By applying Bayes’ rule, we have the posterior distribution of $\varvec{w}$ as

$$\begin{aligned} \begin{aligned} P(\varvec{w}\,|\,\mathbf {X},\mathbf {X}_s,\mathbf {y}_s,\sigma _u,\sigma _s)\propto&\,P(\varvec{w})\cdot P(\mathbf {1}\,|\,\mathbf {X},\varvec{w},\sigma _u)\cdot P(\mathbf {y}_s\,|\,\mathbf {X}_s,\varvec{w},\sigma _s)\\ \propto&\,\exp \left( -\frac{\Vert \varvec{w}\Vert _2^2}{2}\right) \\&\cdot \frac{1}{\left( \sqrt{2\pi }\sigma _u\right) ^{N_u}}\exp \left( -\frac{\Vert \mathbf {1}-\varvec{\tilde{F}}_{\varvec{w}}\Vert _2^2}{2\sigma _u^2}\right) \\&\cdot \frac{1}{\left( \sqrt{2\pi }\sigma _s\right) ^{N_s}}\exp \left( -\frac{\Vert \mathbf {y}_s-\varvec{\tilde{f}}_{\varvec{w}}\Vert _2^2}{2\sigma _s^2}\right) , \end{aligned} \end{aligned}$$

(6)

where $N_u$ and $N_s$ are the number of elements in $\varvec{\tilde{F}}_{\varvec{w}}$ and $\varvec{\tilde{f}}_{\varvec{w}}$, respectively; $\mathbf {1}$ is a $N_u$-dimensional vector of ones.

Inference. We infer the model parameters $\varvec{w}$, $\sigma _u$, and $\sigma _s$ using maximum a posteriori estimation. We effectively minimize the negative logarithm of the posterior

$$\begin{aligned} \begin{aligned} J(\varvec{w},\sigma _u,\sigma _s)=&\frac{1}{2}\Vert \varvec{w}\Vert _2^2+\frac{1}{2\sigma _u^2}\Vert \mathbf {1}-\varvec{\tilde{F}}_{\varvec{w}}\Vert _2^2+N_u\log \sigma _u\\&+\frac{1}{2\sigma _s^2}\Vert \mathbf {y}_s-\varvec{\tilde{f}}_{\varvec{w}}\Vert _2^2+N_s\log \sigma _s. \end{aligned} \end{aligned}$$

(7)

Observe that the DNF formula in (4) is differentiable. With any (piecewise) differentiable choice of $\tilde{f}_{\varvec{w}}$, we can minimize (7) using (sub-) gradient descent. The gradient of (7) with respect to the classifier parameter $\varvec{w}$ is

$$\begin{aligned} \nabla _{\varvec{w}}J=\varvec{w}^{\top }-\frac{1}{\sigma _u^2}\left( \mathbf {1}-\varvec{\tilde{F}}_{\varvec{w}}\right) ^{\top }\nabla _{\varvec{w}}\varvec{\tilde{F}}_{\varvec{w}}-\frac{1}{\sigma _s^2}\left( \mathbf {y}_s-\varvec{\tilde{f}}_{\varvec{w}}\right) ^{\top }\nabla _{\varvec{w}}\varvec{\tilde{f}}_{\varvec{w}}, \end{aligned}$$

(8)

Since we choose $\tilde{f}$ to be a logistic sigmoid function with a linear discriminant (5), the j-th ($j=1,\ldots ,N_s$) row of $\nabla _{\varvec{w}}\varvec{\tilde{f}}_{\varvec{w}}$ is

$$\begin{aligned} \nabla _{\varvec{w}}\tilde{f}_j=\tilde{f}_j(1-\tilde{f}_j)\cdot \mathbf {x}_j^{\top }. \end{aligned}$$

(9)

where $\mathbf {x}_j$ is the j-th element in $\mathbf {X}_s$.

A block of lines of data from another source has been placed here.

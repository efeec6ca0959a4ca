//! Science/noise pair batches.
//!
//! Inputs are split in half: the first half are science images, the second
//! half the matching noise maps, paired by position. Each pair is processed
//! on its own; a pair whose noise map cannot be classified is skipped and
//! any other per-pair failure is recorded, without stopping the batch.

use std::fmt;
use std::path::PathBuf;

use anyhow::Context;
use log::{error, info, warn};
use shared::ext_ref::{parse_image_ref, ExtRefError, ImageRef};
use shared::image_proc::linearity::linearity_diagnostic;
use shared::image_proc::snr::{compute_snr, SigmaLevels};
use shared::io::read_image;
use shared::noise_map::{NoiseKind, UnknownNoiseFormat};
use thiserror::Error;
use viz::{LinearityRenderer, SnrRenderer};

/// Problems with the batch as a whole; these stop the run before any pair
/// is processed.
#[derive(Error, Debug)]
pub enum BatchError {
    #[error("no input files given")]
    NoInputs,

    #[error("expected equal numbers of science and noise files, got {0} files in total")]
    OddInputCount(usize),

    #[error("invalid image reference {input:?}")]
    Reference {
        input: String,
        #[source]
        source: ExtRefError,
    },
}

/// A science image and its noise map, with the noise kind decided up front.
#[derive(Debug, Clone)]
pub struct SnrPair {
    pub science: ImageRef,
    pub noise: ImageRef,
    pub noise_kind: Result<NoiseKind, UnknownNoiseFormat>,
}

impl SnrPair {
    pub fn new(science: ImageRef, noise: ImageRef) -> Self {
        let noise_kind = NoiseKind::classify(&noise);
        Self {
            science,
            noise,
            noise_kind,
        }
    }
}

/// Pair `inputs` positionally: first half science, second half noise.
pub fn pair_inputs<S: AsRef<str>>(inputs: &[S]) -> Result<Vec<SnrPair>, BatchError> {
    if inputs.is_empty() {
        return Err(BatchError::NoInputs);
    }
    if inputs.len() % 2 != 0 {
        return Err(BatchError::OddInputCount(inputs.len()));
    }

    let refs = inputs
        .iter()
        .map(|raw| {
            parse_image_ref(raw.as_ref()).map_err(|source| BatchError::Reference {
                input: raw.as_ref().to_string(),
                source,
            })
        })
        .collect::<Result<Vec<_>, _>>()?;

    let (science, noise) = refs.split_at(refs.len() / 2);
    Ok(science
        .iter()
        .zip(noise)
        .map(|(s, n)| SnrPair::new(s.clone(), n.clone()))
        .collect())
}

#[derive(Debug, Clone, PartialEq)]
pub enum PairOutcome {
    /// The renderer ran; `output` is the file it wrote, if any.
    Rendered { output: Option<PathBuf> },
    /// The noise map could not be classified.
    Skipped { reason: String },
    /// Reading, computing or rendering failed.
    Failed { error: String },
}

#[derive(Debug, Clone, PartialEq)]
pub struct PairReport {
    pub science: String,
    pub noise: String,
    pub outcome: PairOutcome,
}

impl PairReport {
    pub fn is_rendered(&self) -> bool {
        matches!(self.outcome, PairOutcome::Rendered { .. })
    }
}

/// Counts of pair outcomes.
#[derive(Debug, Clone, Copy, Default, PartialEq, Eq)]
pub struct BatchSummary {
    pub rendered: usize,
    pub skipped: usize,
    pub failed: usize,
}

impl BatchSummary {
    pub fn from_reports(reports: &[PairReport]) -> Self {
        reports
            .iter()
            .fold(BatchSummary::default(), |mut acc, r| {
                match r.outcome {
                    PairOutcome::Rendered { .. } => acc.rendered += 1,
                    PairOutcome::Skipped { .. } => acc.skipped += 1,
                    PairOutcome::Failed { .. } => acc.failed += 1,
                }
                acc
            })
    }
}

impl fmt::Display for BatchSummary {
    fn fmt(&self, f: &mut fmt::Formatter<'_>) -> fmt::Result {
        write!(
            f,
            "{} rendered, {} skipped, {} failed",
            self.rendered, self.skipped, self.failed
        )
    }
}

/// Compute and render the SNR image of every pair.
pub fn run_snr_batch(
    pairs: &[SnrPair],
    levels: &SigmaLevels,
    renderer: &mut dyn SnrRenderer,
) -> Vec<PairReport> {
    run_pairs(pairs, |pair, kind| {
        let science = read_image(&pair.science)
            .with_context(|| format!("reading science image {}", pair.science))?;
        let noise = read_image(&pair.noise)
            .with_context(|| format!("reading noise map {}", pair.noise))?;
        let snr = compute_snr(&science.data.view(), &noise.data.view(), kind)?;
        let output = renderer.render_snr(snr.view(), levels, &pair.science.file_name())?;
        Ok(output)
    })
}

/// Build and render the linearity diagnostic of every pair.
///
/// The exposure time comes from the science image's `EXPTIME` keyword.
pub fn run_linearity_batch(
    pairs: &[SnrPair],
    ideal_samples: usize,
    renderer: &mut dyn LinearityRenderer,
) -> Vec<PairReport> {
    run_pairs(pairs, |pair, kind| {
        let science = read_image(&pair.science)
            .with_context(|| format!("reading science image {}", pair.science))?;
        let noise = read_image(&pair.noise)
            .with_context(|| format!("reading noise map {}", pair.noise))?;
        let exposure_time = science
            .keyword_f64("EXPTIME")
            .with_context(|| format!("{} has no EXPTIME keyword", pair.science))?;
        let analysis = linearity_diagnostic(
            &science.data.view(),
            &noise.data.view(),
            kind,
            exposure_time,
            ideal_samples,
        )?;
        info!(
            "{}: sky variance {:.4e}, {} pixels above {:.4}",
            pair.science,
            analysis.sky_variance,
            analysis.points.len(),
            analysis.threshold
        );
        let output = renderer.render_linearity(&analysis, &pair.science.file_name())?;
        Ok(output)
    })
}

fn run_pairs<F>(pairs: &[SnrPair], mut process: F) -> Vec<PairReport>
where
    F: FnMut(&SnrPair, NoiseKind) -> anyhow::Result<Option<PathBuf>>,
{
    pairs
        .iter()
        .map(|pair| {
            let outcome = match &pair.noise_kind {
                Err(unknown) => {
                    warn!("Skipping {} / {}: {}", pair.science, pair.noise, unknown);
                    PairOutcome::Skipped {
                        reason: unknown.to_string(),
                    }
                }
                Ok(kind) => {
                    info!("Processing {} with {} noise map {}", pair.science, kind, pair.noise);
                    match process(pair, *kind) {
                        Ok(output) => PairOutcome::Rendered { output },
                        Err(e) => {
                            error!("Failed on {} / {}: {:#}", pair.science, pair.noise, e);
                            PairOutcome::Failed {
                                error: format!("{e:#}"),
                            }
                        }
                    }
                }
            };
            PairReport {
                science: pair.science.to_string(),
                noise: pair.noise.to_string(),
                outcome,
            }
        })
        .collect()
}

#[cfg(test)]
mod tests {
    use super::*;

    #[test]
    fn test_pairs_split_in_half() {
        let pairs = pair_inputs(&["a_sci.fits", "b_sci.fits", "a_ivm.fits", "b_rms.fits"]).unwrap();
        assert_eq!(pairs.len(), 2);
        assert_eq!(pairs[0].science.file_name(), "a_sci.fits");
        assert_eq!(pairs[0].noise.file_name(), "a_ivm.fits");
        assert_eq!(pairs[0].noise_kind, Ok(NoiseKind::InverseVariance));
        assert_eq!(pairs[1].science.file_name(), "b_sci.fits");
        assert_eq!(pairs[1].noise_kind, Ok(NoiseKind::Rms));
    }

    #[test]
    fn test_unclassified_noise_kept_as_pair() {
        let pairs = pair_inputs(&["a.fits", "b.fits"]).unwrap();
        assert!(pairs[0].noise_kind.is_err());
    }

    #[test]
    fn test_bad_batches() {
        let empty: [&str; 0] = [];
        assert!(matches!(pair_inputs(&empty), Err(BatchError::NoInputs)));
        assert!(matches!(
            pair_inputs(&["a.fits", "b.fits", "c.fits"]),
            Err(BatchError::OddInputCount(3))
        ));
        assert!(matches!(
            pair_inputs(&["a.fits[x", "b_wht.fits"]),
            Err(BatchError::Reference { .. })
        ));
    }

    #[test]
    fn test_summary_counts() {
        let report = |outcome| PairReport {
            science: "s".into(),
            noise: "n".into(),
            outcome,
        };
        let reports = vec![
            report(PairOutcome::Rendered { output: None }),
            report(PairOutcome::Skipped { reason: "x".into() }),
            report(PairOutcome::Rendered { output: None }),
            report(PairOutcome::Failed { error: "y".into() }),
        ];
        let summary = BatchSummary::from_reports(&reports);
        assert_eq!(
            summary,
            BatchSummary {
                rendered: 2,
                skipped: 1,
                failed: 1
            }
        );
        assert_eq!(summary.to_string(), "2 rendered, 1 skipped, 1 failed");
    }
}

Define $g_j=\prod _{k=0}^{j-1}\tilde{f}_{\rho ^k(i)}\cdot \prod _{k=j}^{L-1}(1-\tilde{f}_{\rho ^k(i)})$, $j=0,\ldots ,L$, we write (4) as $\tilde{F}^L_i=1-\prod _{j=0}^L(1-g_j)$ as the i-th ($i=1,\ldots ,N_u$) element of $\varvec{\tilde{F}}_{\varvec{w}}$. Then the i-th row of $\nabla _{\varvec{w}}\varvec{\tilde{F}}_{\varvec{w}}$ is

$$\begin{aligned} \nabla _{\varvec{w}}\tilde{F}^L_i=\sum _{j=0}^L\left( g_j\prod _{\begin{array}{c} k=0\\ k\ne j \end{array}}^L\left( 1-g_k\right) \right) \left( \sum _{k=0}^{j-1}\frac{\nabla _{\varvec{w}}\tilde{f}_{\rho ^k(i)}}{\tilde{f}_{\rho ^k(i)}}-\sum _{k=j}^{L-1}\frac{\nabla _{\varvec{w}}\tilde{f}_{\rho ^k(i)}}{1-\tilde{f}_{\rho ^k(i)}}\right) , \end{aligned}$$

(10)

where $\nabla _{\varvec{w}}\tilde{f}_{\rho ^k(i)}$ can be computed using (9).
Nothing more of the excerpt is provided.